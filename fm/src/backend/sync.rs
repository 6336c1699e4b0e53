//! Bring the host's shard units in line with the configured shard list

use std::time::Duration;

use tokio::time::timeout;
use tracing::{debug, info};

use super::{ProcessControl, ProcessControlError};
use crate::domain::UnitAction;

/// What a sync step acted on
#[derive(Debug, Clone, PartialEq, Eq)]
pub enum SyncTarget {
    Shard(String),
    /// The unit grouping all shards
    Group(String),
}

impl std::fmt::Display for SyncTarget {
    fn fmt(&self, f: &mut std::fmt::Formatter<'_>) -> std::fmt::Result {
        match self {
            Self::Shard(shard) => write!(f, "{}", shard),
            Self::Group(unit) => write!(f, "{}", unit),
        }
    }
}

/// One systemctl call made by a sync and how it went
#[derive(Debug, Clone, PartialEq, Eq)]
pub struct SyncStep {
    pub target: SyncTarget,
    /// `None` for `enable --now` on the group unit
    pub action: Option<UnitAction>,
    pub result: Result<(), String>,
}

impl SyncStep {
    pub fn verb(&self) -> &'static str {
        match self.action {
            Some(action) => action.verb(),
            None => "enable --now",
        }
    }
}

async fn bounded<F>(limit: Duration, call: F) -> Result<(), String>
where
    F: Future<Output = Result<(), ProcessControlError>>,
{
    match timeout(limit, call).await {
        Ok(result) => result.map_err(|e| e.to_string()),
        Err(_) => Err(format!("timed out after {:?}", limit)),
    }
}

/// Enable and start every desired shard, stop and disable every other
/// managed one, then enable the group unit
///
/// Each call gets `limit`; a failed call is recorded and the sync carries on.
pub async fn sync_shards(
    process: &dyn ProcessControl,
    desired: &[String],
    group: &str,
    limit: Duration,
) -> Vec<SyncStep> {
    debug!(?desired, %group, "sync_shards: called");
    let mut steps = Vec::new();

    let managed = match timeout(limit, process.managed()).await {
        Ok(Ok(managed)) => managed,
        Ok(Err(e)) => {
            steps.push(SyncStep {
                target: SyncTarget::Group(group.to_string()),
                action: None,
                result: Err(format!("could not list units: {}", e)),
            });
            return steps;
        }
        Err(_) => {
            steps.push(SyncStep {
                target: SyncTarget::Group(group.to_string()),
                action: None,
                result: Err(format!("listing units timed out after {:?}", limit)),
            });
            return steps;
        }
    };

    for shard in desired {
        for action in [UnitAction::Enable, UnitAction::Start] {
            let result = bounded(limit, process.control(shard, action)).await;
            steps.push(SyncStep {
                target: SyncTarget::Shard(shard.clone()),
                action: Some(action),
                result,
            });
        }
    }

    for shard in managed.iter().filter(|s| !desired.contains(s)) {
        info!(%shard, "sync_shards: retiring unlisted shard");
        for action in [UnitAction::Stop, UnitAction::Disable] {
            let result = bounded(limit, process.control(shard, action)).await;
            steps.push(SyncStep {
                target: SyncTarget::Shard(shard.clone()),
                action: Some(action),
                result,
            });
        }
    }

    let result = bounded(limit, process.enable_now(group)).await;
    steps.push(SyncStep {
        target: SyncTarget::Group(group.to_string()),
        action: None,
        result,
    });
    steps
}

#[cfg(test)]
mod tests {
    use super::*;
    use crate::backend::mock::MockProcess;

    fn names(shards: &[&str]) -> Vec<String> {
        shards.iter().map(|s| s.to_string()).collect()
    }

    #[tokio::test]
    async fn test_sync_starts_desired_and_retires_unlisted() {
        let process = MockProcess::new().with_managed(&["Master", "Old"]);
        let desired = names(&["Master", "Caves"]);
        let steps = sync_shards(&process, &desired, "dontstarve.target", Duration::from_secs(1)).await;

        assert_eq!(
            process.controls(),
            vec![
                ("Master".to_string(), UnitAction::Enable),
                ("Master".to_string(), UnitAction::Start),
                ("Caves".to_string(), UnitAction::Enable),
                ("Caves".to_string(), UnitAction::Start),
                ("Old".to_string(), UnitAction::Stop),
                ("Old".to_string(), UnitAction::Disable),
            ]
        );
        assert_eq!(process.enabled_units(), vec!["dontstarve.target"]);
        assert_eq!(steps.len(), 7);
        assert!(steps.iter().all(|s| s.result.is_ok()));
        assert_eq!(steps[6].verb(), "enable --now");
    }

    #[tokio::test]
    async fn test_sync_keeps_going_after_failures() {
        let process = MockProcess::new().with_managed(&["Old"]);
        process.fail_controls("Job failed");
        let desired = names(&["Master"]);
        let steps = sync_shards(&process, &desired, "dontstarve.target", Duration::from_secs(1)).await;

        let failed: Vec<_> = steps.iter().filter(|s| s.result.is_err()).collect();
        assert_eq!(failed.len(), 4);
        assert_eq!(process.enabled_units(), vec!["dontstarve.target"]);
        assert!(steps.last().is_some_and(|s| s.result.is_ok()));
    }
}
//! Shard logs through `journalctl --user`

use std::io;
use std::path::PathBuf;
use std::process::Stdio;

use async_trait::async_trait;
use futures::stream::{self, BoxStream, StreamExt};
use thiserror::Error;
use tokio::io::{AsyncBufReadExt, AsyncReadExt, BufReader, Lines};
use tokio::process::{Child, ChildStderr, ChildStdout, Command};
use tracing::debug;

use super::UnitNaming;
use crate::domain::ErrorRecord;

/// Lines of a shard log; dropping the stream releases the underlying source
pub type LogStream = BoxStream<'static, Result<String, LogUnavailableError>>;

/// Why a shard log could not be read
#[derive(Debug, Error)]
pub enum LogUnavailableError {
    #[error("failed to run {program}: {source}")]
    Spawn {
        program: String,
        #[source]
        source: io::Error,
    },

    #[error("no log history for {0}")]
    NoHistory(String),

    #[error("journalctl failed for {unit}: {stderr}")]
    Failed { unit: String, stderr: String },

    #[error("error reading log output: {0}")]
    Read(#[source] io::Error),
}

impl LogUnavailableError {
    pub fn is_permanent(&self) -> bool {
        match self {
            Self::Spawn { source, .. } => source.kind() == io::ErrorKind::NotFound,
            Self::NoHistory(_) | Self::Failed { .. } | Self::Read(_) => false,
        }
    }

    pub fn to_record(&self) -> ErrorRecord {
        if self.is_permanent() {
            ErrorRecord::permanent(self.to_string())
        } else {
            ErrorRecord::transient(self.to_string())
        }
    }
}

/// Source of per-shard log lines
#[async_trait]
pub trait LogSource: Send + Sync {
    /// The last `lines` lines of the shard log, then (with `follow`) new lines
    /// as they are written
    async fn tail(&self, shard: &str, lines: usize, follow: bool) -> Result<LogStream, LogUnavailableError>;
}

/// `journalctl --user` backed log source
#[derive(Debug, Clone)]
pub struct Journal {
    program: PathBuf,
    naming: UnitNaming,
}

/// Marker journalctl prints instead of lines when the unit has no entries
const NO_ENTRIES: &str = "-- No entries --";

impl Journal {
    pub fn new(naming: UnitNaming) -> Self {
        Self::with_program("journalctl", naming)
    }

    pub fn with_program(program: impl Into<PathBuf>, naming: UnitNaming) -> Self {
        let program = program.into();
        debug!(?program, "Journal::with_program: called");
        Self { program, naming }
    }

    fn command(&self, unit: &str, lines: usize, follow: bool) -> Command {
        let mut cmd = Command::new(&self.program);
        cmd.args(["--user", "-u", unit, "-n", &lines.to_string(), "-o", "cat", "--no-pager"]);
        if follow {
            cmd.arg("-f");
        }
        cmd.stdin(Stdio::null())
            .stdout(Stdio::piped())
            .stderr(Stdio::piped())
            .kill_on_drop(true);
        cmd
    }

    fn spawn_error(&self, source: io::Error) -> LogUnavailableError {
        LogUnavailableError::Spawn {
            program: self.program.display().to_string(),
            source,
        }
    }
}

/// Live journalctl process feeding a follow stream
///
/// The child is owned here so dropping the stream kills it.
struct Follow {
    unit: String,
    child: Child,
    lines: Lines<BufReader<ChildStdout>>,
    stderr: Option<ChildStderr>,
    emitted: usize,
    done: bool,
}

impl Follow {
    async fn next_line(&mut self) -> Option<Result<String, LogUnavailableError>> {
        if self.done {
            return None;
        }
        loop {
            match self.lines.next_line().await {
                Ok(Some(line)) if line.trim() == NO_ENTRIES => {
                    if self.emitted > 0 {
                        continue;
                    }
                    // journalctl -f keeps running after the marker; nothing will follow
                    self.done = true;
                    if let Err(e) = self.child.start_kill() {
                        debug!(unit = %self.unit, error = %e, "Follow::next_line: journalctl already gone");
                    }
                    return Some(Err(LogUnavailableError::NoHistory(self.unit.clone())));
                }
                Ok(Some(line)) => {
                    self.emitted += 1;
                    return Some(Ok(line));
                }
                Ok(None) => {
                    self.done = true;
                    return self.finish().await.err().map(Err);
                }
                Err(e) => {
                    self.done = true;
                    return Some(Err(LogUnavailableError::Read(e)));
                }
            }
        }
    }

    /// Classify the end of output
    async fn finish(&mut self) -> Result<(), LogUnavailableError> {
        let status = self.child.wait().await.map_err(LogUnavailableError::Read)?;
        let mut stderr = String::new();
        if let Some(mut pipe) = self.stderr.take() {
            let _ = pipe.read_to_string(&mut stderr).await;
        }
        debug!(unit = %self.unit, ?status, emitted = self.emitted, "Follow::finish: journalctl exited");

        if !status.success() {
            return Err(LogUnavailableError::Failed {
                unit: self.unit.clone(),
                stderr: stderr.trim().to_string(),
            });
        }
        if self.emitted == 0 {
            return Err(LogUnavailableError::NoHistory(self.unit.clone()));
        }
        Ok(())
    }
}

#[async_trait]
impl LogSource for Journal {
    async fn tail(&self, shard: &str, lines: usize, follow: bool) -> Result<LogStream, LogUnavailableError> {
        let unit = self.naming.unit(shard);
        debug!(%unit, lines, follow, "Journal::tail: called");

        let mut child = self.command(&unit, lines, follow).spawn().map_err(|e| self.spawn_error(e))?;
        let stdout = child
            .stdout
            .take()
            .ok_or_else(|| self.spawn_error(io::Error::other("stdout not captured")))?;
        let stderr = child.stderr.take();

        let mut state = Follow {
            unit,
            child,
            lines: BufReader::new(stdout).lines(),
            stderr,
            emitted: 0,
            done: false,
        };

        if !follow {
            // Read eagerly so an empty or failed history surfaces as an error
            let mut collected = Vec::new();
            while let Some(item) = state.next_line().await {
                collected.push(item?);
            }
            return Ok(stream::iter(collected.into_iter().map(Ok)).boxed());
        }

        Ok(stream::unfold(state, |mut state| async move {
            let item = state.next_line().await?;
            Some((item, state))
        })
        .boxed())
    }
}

......

§ Exercise details
Note how many lines in the data above contain "Master", then state that number alone.

§ Exercise response
5